=== Section Start ===
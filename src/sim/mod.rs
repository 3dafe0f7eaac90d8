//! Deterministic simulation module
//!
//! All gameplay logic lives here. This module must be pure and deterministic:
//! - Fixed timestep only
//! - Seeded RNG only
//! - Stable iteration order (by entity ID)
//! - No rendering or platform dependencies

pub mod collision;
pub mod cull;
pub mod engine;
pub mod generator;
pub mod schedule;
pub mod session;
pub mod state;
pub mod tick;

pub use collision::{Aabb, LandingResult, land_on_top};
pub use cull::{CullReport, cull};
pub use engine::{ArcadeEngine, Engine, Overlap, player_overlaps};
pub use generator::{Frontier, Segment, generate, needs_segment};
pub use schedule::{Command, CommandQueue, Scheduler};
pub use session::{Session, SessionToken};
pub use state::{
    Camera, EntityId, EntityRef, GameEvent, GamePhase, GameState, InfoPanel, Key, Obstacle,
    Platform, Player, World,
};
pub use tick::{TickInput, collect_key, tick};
=== Section End ===
**Task to complete:**
Please copy the line holding "pub mod session;" and all lines after it to the end of the records, exactly, and nothing else.

**Exercise output:**
pub mod session;
pub mod state;
pub mod tick;

pub use collision::{Aabb, LandingResult, land_on_top};
pub use cull::{CullReport, cull};
pub use engine::{ArcadeEngine, Engine, Overlap, player_overlaps};
pub use generator::{Frontier, Segment, generate, needs_segment};
pub use schedule::{Command, CommandQueue, Scheduler};
pub use session::{Session, SessionToken};
pub use state::{
    Camera, EntityId, EntityRef, GameEvent, GamePhase, GameState, InfoPanel, Key, Obstacle,
    Platform, Player, World,
};
pub use tick::{TickInput, collect_key, tick};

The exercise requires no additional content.